"""
// Copyright 2023 Ant Group Co., Ltd.
//
// Licensed under the Apache License, Version 2.0 (the "License");
// you may not use this file except in compliance with the License.
// You may obtain a copy of the License at
//
//   http://www.apache.org/licenses/LICENSE-2.0
//
// Unless required by applicable law or agreed to in writing, software
// distributed under the License is distributed on an "AS IS" BASIS,
// WITHOUT WARRANTIES OR CONDITIONS OF ANY KIND, either express or implied.
// See the License for the specific language governing permissions and
// limitations under the License.

use std::fmt;
use thiserror::Error;

use crate::retcode::*;

// define error type of cipher facade
#[derive(Error, Debug, Copy, Clone, PartialEq, Eq)]
pub enum CryptoStatus {
    #[error("success")]
    Success,

    #[error("invalid key length")]
    InvalidKeyLength,

    #[error("invalid mode/padding combination")]
    InvalidModePaddingCombination,

    #[error("missing or unexpected iv")]
    MissingOrUnexpectedIv,

    #[error("unsupported algorithm")]
    UnsupportedAlgorithm,

    #[error("malformed der structure")]
    MalformedDerStructure,

    #[error("underlying cipher failure")]
    UnderlyingCipherFailure,

    #[error("invalid key format")]
    InvalidKeyFormat,

    #[error("Invalid Argument")]
    InvalidArgument,

    #[error("internal error")]
    InternalErr,

    #[error("assert err")]
    AssertErr,
}

impl CryptoStatus {
    /// Validation failures are the caller's fault and are reported before any
    /// primitive is invoked.
    pub fn is_validation(&self) -> bool {
        matches!(
            self,
            CryptoStatus::InvalidKeyLength
                | CryptoStatus::InvalidModePaddingCombination
                | CryptoStatus::MissingOrUnexpectedIv
                | CryptoStatus::UnsupportedAlgorithm
        )
    }
}

pub fn map_status_to_i32(err: CryptoStatus) -> i32 {
    match err {
        CryptoStatus::Success => CryptoStatusT::Success as i32,
        CryptoStatus::InvalidKeyLength => CryptoStatusT::InvalidKeyLength as i32,
        CryptoStatus::InvalidModePaddingCombination => {
            CryptoStatusT::InvalidModePaddingCombination as i32
        }
        CryptoStatus::MissingOrUnexpectedIv => CryptoStatusT::MissingOrUnexpectedIv as i32,
        CryptoStatus::UnsupportedAlgorithm => CryptoStatusT::UnsupportedAlgorithm as i32,
        CryptoStatus::MalformedDerStructure => CryptoStatusT::MalformedDerStructure as i32,
        CryptoStatus::UnderlyingCipherFailure => CryptoStatusT::UnderlyingCipherFailure as i32,
        CryptoStatus::InvalidKeyFormat => CryptoStatusT::InvalidKeyFormat as i32,
        CryptoStatus::InvalidArgument => CryptoStatusT::InvalidArgument as i32,
        CryptoStatus::InternalErr => CryptoStatusT::Internal as i32,
        CryptoStatus::AssertErr => CryptoStatusT::Unknown as i32,
    }
}

pub type CryptoResult<T> = core::result::Result<T, Error>;

pub type BoxedCause = Box<dyn std::error::Error + Send + Sync + 'static>;

#[macro_export]
macro_rules! crypto_assert {
    ($cond: expr, $($arg:tt)*) => {{
        if !$cond {
            $crate::return_errno!($crate::CryptoStatus::AssertErr, $($arg)*)
        }
    }}
}

#[macro_export]
macro_rules! crypto_assert_eq {
    ($left:expr, $right:expr) => {{
        $crate::crypto_assert!(
            $left == $right,
            "{} not equal to {}",
            stringify!($left),
            stringify!($right)
        );
    }};
}

#[macro_export]
macro_rules! errno {
    ($errno_expr: expr, $($arg:tt)*) => {{
        let inner_error = {
            let errno: $crate::CryptoStatus = $errno_expr;
            let msg: String = format!($($arg)*);
            (errno, msg)
        };
        $crate::Error::embedded(
            inner_error,
            Some($crate::ErrorLocation::new(file!(), line!())),
        )
    }};
}

#[macro_export]
macro_rules! return_errno {
    ($errno_expr: expr, $($arg:tt)*) => {{
        return Err($crate::errno!($errno_expr, $($arg)*));
    }};
}

#[derive(Debug)]
pub struct Error {
    inner: Error__,
    location: Option<ErrorLocation>,
    cause: Option<BoxedCause>,
}

#[derive(Debug)]
enum Error__ {
    Embedded((CryptoStatus, String)),
}

#[derive(Debug, Clone, Copy)]
pub struct ErrorLocation {
    line: u32,
    file: &'static str,
}

impl Error {
    pub fn embedded(inner: (CryptoStatus, String), location_para: Option<ErrorLocation>) -> Error {
        Error {
            inner: Error__::Embedded(inner),
            location: location_para,
            cause: None,
        }
    }

    /// Attach the error reported by the underlying primitive.
    pub fn with_cause<E>(mut self, cause: E) -> Error
    where
        E: Into<BoxedCause>,
    {
        self.cause = Some(cause.into());
        self
    }

    pub fn errno(&self) -> CryptoStatus {
        match &self.inner {
            Error__::Embedded((errno, _)) => *errno,
        }
    }

    pub fn message(&self) -> &str {
        match &self.inner {
            Error__::Embedded((_, msg)) => msg,
        }
    }

    pub fn is_validation(&self) -> bool {
        self.errno().is_validation()
    }

    pub fn get_cause(&self) -> Option<&(dyn std::error::Error + Send + Sync + 'static)> {
        self.cause.as_deref()
    }
}

impl ErrorLocation {
    pub fn new(file_para: &'static str, line_para: u32) -> ErrorLocation {
        ErrorLocation {
            file: file_para,
            line: line_para,
        }
    }
}

impl std::error::Error for Error {
    fn source(&self) -> Option<&(dyn std::error::Error + 'static)> {
        self.cause
            .as_ref()
            .map(|e| e.as_ref() as &(dyn std::error::Error + 'static))
    }
}

impl fmt::Display for Error {
    fn fmt(&self, f: &mut fmt::Formatter) -> fmt::Result {
        write!(f, "inner: {}; ", self.inner)?;
        if let Some(location) = self.location {
            write!(f, "location: {}", location)?;
        }
        Ok(())
    }
}

impl fmt::Display for Error__ {
    fn fmt(&self, f: &mut fmt::Formatter) -> fmt::Result {
        match self {
            Error__::Embedded((errno, msg)) => write!(f, "errno: {}, {}", errno, msg),
        }
    }
}

impl fmt::Display for ErrorLocation {
    fn fmt(&self, f: &mut fmt::Formatter) -> fmt::Result {
        write!(f, "[line = {}, file = {}]", self.line, self.file)
    }
}

#[cfg(test)]
mod test {
    use super::*;

    fn failing() -> CryptoResult<()> {
        return_errno!(CryptoStatus::InvalidKeyLength, "key length {} is illegal", 15)
    }

    #[test]
    fn errno_keeps_status_and_message() {
        let err = failing().unwrap_err();
        assert_eq!(err.errno(), CryptoStatus::InvalidKeyLength);
        assert_eq!(err.message(), "key length 15 is illegal");
        assert!(err.is_validation());
        assert!(err.to_string().contains("location"));
    }

    #[test]
    fn cause_is_exposed_as_source() {
        use std::error::Error as _;
        let io = std::io::Error::new(std::io::ErrorKind::Other, "bad padding");
        let err = errno!(CryptoStatus::UnderlyingCipherFailure, "decrypt failed").with_cause(io);
        assert!(!err.is_validation());
        assert_eq!(err.source().unwrap().to_string(), "bad padding");
    }

    #[test]
    fn assert_macro_maps_to_assert_err() {
        fn check(v: usize) -> CryptoResult<usize> {
            crypto_assert_eq!(v, 4);
            Ok(v)
        }
        assert_eq!(check(4).unwrap(), 4);
        assert_eq!(check(5).unwrap_err().errno(), CryptoStatus::AssertErr);
    }
}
"""
■ **Exercise description**
Write the entire listing out again, word for word.

■ **Response to this exercise**
// Copyright 2023 Ant Group Co., Ltd.
//
// Licensed under the Apache License, Version 2.0 (the "License");
// you may not use this file except in compliance with the License.
// You may obtain a copy of the License at
//
//   http://www.apache.org/licenses/LICENSE-2.0
//
// Unless required by applicable law or agreed to in writing, software
// distributed under the License is distributed on an "AS IS" BASIS,
// WITHOUT WARRANTIES OR CONDITIONS OF ANY KIND, either express or implied.
// See the License for the specific language governing permissions and
// limitations under the License.

use std::fmt;
use thiserror::Error;

use crate::retcode::*;

// define error type of cipher facade
#[derive(Error, Debug, Copy, Clone, PartialEq, Eq)]
pub enum CryptoStatus {
    #[error("success")]
    Success,

    #[error("invalid key length")]
    InvalidKeyLength,

    #[error("invalid mode/padding combination")]
    InvalidModePaddingCombination,

    #[error("missing or unexpected iv")]
    MissingOrUnexpectedIv,

    #[error("unsupported algorithm")]
    UnsupportedAlgorithm,

    #[error("malformed der structure")]
    MalformedDerStructure,

    #[error("underlying cipher failure")]
    UnderlyingCipherFailure,

    #[error("invalid key format")]
    InvalidKeyFormat,

    #[error("Invalid Argument")]
    InvalidArgument,

    #[error("internal error")]
    InternalErr,

    #[error("assert err")]
    AssertErr,
}

impl CryptoStatus {
    /// Validation failures are the caller's fault and are reported before any
    /// primitive is invoked.
    pub fn is_validation(&self) -> bool {
        matches!(
            self,
            CryptoStatus::InvalidKeyLength
                | CryptoStatus::InvalidModePaddingCombination
                | CryptoStatus::MissingOrUnexpectedIv
                | CryptoStatus::UnsupportedAlgorithm
        )
    }
}

pub fn map_status_to_i32(err: CryptoStatus) -> i32 {
    match err {
        CryptoStatus::Success => CryptoStatusT::Success as i32,
        CryptoStatus::InvalidKeyLength => CryptoStatusT::InvalidKeyLength as i32,
        CryptoStatus::InvalidModePaddingCombination => {
            CryptoStatusT::InvalidModePaddingCombination as i32
        }
        CryptoStatus::MissingOrUnexpectedIv => CryptoStatusT::MissingOrUnexpectedIv as i32,
        CryptoStatus::UnsupportedAlgorithm => CryptoStatusT::UnsupportedAlgorithm as i32,
        CryptoStatus::MalformedDerStructure => CryptoStatusT::MalformedDerStructure as i32,
        CryptoStatus::UnderlyingCipherFailure => CryptoStatusT::UnderlyingCipherFailure as i32,
        CryptoStatus::InvalidKeyFormat => CryptoStatusT::InvalidKeyFormat as i32,
        CryptoStatus::InvalidArgument => CryptoStatusT::InvalidArgument as i32,
        CryptoStatus::InternalErr => CryptoStatusT::Internal as i32,
        CryptoStatus::AssertErr => CryptoStatusT::Unknown as i32,
    }
}

pub type CryptoResult<T> = core::result::Result<T, Error>;

pub type BoxedCause = Box<dyn std::error::Error + Send + Sync + 'static>;

#[macro_export]
macro_rules! crypto_assert {
    ($cond: expr, $($arg:tt)*) => {{
        if !$cond {
            $crate::return_errno!($crate::CryptoStatus::AssertErr, $($arg)*)
        }
    }}
}

#[macro_export]
macro_rules! crypto_assert_eq {
    ($left:expr, $right:expr) => {{
        $crate::crypto_assert!(
            $left == $right,
            "{} not equal to {}",
            stringify!($left),
            stringify!($right)
        );
    }};
}

#[macro_export]
macro_rules! errno {
    ($errno_expr: expr, $($arg:tt)*) => {{
        let inner_error = {
            let errno: $crate::CryptoStatus = $errno_expr;
            let msg: String = format!($($arg)*);
            (errno, msg)
        };
        $crate::Error::embedded(
            inner_error,
            Some($crate::ErrorLocation::new(file!(), line!())),
        )
    }};
}

#[macro_export]
macro_rules! return_errno {
    ($errno_expr: expr, $($arg:tt)*) => {{
        return Err($crate::errno!($errno_expr, $($arg)*));
    }};
}

#[derive(Debug)]
pub struct Error {
    inner: Error__,
    location: Option<ErrorLocation>,
    cause: Option<BoxedCause>,
}

#[derive(Debug)]
enum Error__ {
    Embedded((CryptoStatus, String)),
}

#[derive(Debug, Clone, Copy)]
pub struct ErrorLocation {
    line: u32,
    file: &'static str,
}

impl Error {
    pub fn embedded(inner: (CryptoStatus, String), location_para: Option<ErrorLocation>) -> Error {
        Error {
            inner: Error__::Embedded(inner),
            location: location_para,
            cause: None,
        }
    }

    /// Attach the error reported by the underlying primitive.
    pub fn with_cause<E>(mut self, cause: E) -> Error
    where
        E: Into<BoxedCause>,
    {
        self.cause = Some(cause.into());
        self
    }

    pub fn errno(&self) -> CryptoStatus {
        match &self.inner {
            Error__::Embedded((errno, _)) => *errno,
        }
    }

    pub fn message(&self) -> &str {
        match &self.inner {
            Error__::Embedded((_, msg)) => msg,
        }
    }

    pub fn is_validation(&self) -> bool {
        self.errno().is_validation()
    }

    pub fn get_cause(&self) -> Option<&(dyn std::error::Error + Send + Sync + 'static)> {
        self.cause.as_deref()
    }
}

impl ErrorLocation {
    pub fn new(file_para: &'static str, line_para: u32) -> ErrorLocation {
        ErrorLocation {
            file: file_para,
            line: line_para,
        }
    }
}

impl std::error::Error for Error {
    fn source(&self) -> Option<&(dyn std::error::Error + 'static)> {
        self.cause
            .as_ref()
            .map(|e| e.as_ref() as &(dyn std::error::Error + 'static))
    }
}

impl fmt::Display for Error {
    fn fmt(&self, f: &mut fmt::Formatter) -> fmt::Result {
        write!(f, "inner: {}; ", self.inner)?;
        if let Some(location) = self.location {
            write!(f, "location: {}", location)?;
        }
        Ok(())
    }
}

impl fmt::Display for Error__ {
    fn fmt(&self, f: &mut fmt::Formatter) -> fmt::Result {
        match self {
            Error__::Embedded((errno, msg)) => write!(f, "errno: {}, {}", errno, msg),
        }
    }
}

impl fmt::Display for ErrorLocation {
    fn fmt(&self, f: &mut fmt::Formatter) -> fmt::Result {
        write!(f, "[line = {}, file = {}]", self.line, self.file)
    }
}

#[cfg(test)]
mod test {
    use super::*;

    fn failing() -> CryptoResult<()> {
        return_errno!(CryptoStatus::InvalidKeyLength, "key length {} is illegal", 15)
    }

    #[test]
    fn errno_keeps_status_and_message() {
        let err = failing().unwrap_err();
        assert_eq!(err.errno(), CryptoStatus::InvalidKeyLength);
        assert_eq!(err.message(), "key length 15 is illegal");
        assert!(err.is_validation());
        assert!(err.to_string().contains("location"));
    }

    #[test]
    fn cause_is_exposed_as_source() {
        use std::error::Error as _;
        let io = std::io::Error::new(std::io::ErrorKind::Other, "bad padding");
        let err = errno!(CryptoStatus::UnderlyingCipherFailure, "decrypt failed").with_cause(io);
        assert!(!err.is_validation());
        assert_eq!(err.source().unwrap().to_string(), "bad padding");
    }

    #[test]
    fn assert_macro_maps_to_assert_err() {
        fn check(v: usize) -> CryptoResult<usize> {
            crypto_assert_eq!(v, 4);
            Ok(v)
        }
        assert_eq!(check(4).unwrap(), 4);
        assert_eq!(check(5).unwrap_err().errno(), CryptoStatus::AssertErr);
    }
}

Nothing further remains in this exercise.